───── MATERIAL FOR THE TASK

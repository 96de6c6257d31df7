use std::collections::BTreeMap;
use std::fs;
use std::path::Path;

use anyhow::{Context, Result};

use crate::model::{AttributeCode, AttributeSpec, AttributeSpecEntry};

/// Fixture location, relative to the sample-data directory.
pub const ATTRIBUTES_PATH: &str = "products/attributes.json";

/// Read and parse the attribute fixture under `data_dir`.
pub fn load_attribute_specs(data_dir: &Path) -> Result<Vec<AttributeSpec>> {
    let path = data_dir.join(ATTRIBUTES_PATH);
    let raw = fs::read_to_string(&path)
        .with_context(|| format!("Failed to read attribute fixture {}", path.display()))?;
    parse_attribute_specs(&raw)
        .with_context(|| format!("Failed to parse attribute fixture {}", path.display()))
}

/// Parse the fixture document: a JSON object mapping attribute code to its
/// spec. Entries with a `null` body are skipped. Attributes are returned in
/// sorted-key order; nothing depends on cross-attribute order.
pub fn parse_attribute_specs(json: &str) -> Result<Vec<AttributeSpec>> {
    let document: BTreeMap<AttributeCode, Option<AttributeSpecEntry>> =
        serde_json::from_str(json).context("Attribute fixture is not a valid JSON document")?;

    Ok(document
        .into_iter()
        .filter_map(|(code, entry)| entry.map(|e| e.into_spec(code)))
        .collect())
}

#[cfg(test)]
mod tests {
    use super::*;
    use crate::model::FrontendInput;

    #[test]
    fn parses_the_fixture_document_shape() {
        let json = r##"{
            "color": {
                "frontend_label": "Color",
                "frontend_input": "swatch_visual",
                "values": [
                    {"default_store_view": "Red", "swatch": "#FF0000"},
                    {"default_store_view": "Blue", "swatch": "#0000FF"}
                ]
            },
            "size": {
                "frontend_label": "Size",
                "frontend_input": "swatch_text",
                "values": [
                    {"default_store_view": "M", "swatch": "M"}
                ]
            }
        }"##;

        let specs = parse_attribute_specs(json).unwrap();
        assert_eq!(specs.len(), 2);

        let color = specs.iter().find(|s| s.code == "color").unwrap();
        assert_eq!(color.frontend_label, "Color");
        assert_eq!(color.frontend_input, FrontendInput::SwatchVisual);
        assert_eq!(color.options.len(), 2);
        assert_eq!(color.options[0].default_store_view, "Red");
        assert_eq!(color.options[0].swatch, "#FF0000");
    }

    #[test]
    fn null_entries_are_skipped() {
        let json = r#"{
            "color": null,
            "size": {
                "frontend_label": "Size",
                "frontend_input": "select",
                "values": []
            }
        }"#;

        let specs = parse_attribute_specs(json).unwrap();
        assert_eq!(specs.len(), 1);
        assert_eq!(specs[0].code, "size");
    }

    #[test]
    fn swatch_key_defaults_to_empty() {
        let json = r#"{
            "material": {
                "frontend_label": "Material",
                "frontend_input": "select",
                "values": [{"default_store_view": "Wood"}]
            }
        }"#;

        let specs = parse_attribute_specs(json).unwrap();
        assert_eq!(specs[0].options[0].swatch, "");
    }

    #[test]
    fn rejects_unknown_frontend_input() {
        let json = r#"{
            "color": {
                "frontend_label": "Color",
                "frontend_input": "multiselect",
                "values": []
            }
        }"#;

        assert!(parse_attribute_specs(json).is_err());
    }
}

──────────
───── MATERIAL FOR THE TASK

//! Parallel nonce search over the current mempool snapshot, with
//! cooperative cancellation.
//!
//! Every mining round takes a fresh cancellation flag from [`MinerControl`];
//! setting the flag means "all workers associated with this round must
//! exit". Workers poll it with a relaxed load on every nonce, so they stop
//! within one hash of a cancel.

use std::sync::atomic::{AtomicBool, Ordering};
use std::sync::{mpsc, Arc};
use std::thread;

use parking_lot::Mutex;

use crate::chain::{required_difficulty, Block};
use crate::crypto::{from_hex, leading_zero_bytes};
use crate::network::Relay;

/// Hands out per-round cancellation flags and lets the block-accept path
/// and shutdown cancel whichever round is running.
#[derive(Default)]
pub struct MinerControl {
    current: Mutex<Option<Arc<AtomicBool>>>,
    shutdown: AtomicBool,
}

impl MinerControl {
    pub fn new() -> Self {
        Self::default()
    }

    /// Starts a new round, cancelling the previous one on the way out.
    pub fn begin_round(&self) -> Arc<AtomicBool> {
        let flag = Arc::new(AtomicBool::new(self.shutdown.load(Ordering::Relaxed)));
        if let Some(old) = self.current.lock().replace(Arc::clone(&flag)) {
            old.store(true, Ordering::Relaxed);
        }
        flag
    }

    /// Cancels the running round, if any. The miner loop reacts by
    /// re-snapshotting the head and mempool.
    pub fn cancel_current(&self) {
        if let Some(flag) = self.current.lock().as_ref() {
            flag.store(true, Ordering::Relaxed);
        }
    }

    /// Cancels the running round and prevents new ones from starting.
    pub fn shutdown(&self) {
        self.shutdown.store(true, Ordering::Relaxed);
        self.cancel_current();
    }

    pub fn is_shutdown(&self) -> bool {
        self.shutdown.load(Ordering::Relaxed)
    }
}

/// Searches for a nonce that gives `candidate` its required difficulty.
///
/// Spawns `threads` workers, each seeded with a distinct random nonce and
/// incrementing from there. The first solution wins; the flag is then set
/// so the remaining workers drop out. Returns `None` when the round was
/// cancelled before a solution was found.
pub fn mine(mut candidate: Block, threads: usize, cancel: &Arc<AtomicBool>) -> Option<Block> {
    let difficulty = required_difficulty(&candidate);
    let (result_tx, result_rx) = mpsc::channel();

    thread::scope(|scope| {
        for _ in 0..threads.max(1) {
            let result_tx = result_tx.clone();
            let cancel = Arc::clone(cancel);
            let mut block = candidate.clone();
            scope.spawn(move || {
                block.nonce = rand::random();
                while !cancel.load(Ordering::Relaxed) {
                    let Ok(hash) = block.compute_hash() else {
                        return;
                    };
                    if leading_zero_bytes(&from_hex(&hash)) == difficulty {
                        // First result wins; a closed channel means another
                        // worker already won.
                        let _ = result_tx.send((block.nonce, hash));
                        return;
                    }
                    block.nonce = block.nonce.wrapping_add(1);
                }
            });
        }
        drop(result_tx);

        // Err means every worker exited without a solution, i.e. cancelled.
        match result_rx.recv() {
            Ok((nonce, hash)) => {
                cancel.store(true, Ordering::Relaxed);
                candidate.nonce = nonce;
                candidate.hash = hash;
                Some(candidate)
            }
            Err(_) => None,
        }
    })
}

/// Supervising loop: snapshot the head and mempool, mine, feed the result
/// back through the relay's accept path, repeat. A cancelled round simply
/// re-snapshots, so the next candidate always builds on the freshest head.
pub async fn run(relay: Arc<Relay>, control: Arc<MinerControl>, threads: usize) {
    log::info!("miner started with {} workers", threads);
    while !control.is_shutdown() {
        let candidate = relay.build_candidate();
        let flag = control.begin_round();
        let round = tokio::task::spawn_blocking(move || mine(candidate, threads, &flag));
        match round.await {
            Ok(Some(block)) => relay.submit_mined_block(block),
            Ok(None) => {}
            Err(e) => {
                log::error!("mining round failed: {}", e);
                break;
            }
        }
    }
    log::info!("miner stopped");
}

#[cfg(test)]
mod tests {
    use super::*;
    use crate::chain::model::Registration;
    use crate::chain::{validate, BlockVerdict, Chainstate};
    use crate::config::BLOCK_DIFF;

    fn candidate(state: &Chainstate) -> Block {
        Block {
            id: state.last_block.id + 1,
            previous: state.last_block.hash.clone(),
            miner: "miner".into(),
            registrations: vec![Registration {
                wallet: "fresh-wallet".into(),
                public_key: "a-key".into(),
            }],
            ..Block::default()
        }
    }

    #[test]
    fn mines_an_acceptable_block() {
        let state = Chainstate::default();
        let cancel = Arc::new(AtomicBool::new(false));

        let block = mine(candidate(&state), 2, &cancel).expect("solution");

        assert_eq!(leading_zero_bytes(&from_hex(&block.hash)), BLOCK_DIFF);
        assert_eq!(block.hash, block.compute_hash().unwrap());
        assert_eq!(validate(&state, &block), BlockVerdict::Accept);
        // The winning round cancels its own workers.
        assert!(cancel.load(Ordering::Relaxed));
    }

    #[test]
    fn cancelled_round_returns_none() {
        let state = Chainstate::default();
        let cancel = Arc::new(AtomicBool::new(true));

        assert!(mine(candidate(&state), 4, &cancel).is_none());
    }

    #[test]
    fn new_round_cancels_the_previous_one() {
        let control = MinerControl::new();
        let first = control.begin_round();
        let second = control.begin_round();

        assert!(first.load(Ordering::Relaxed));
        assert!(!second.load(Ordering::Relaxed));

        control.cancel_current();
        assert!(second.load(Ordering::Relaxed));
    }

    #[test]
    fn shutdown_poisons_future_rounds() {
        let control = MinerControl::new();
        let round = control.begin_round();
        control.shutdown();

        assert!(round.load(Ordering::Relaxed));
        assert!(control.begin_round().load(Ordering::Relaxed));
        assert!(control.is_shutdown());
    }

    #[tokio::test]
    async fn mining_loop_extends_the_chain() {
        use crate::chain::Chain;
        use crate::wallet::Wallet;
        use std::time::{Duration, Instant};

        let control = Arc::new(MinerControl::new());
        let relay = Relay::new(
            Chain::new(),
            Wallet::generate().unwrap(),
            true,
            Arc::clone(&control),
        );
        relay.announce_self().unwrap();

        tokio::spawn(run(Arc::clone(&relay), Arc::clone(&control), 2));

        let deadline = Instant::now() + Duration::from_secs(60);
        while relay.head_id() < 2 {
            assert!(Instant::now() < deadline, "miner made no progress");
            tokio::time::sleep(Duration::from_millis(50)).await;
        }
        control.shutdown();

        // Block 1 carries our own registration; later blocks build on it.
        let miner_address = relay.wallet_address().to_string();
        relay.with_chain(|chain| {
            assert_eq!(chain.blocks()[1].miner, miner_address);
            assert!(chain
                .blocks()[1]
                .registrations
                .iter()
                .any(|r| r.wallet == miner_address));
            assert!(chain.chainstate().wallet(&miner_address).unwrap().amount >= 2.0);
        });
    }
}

──────────

(TRY IT):
What you return must be an exact retyping of the lines above starting at the line with "candidate.hash = hash;" and ending at the line with "let candidate = relay.build_candidate();", and nothing besides.

(ANSWER):
                candidate.hash = hash;
                Some(candidate)
            }
            Err(_) => None,
        }
    })
}

/// Supervising loop: snapshot the head and mempool, mine, feed the result
/// back through the relay's accept path, repeat. A cancelled round simply
/// re-snapshots, so the next candidate always builds on the freshest head.
pub async fn run(relay: Arc<Relay>, control: Arc<MinerControl>, threads: usize) {
    log::info!("miner started with {} workers", threads);
    while !control.is_shutdown() {
        let candidate = relay.build_candidate();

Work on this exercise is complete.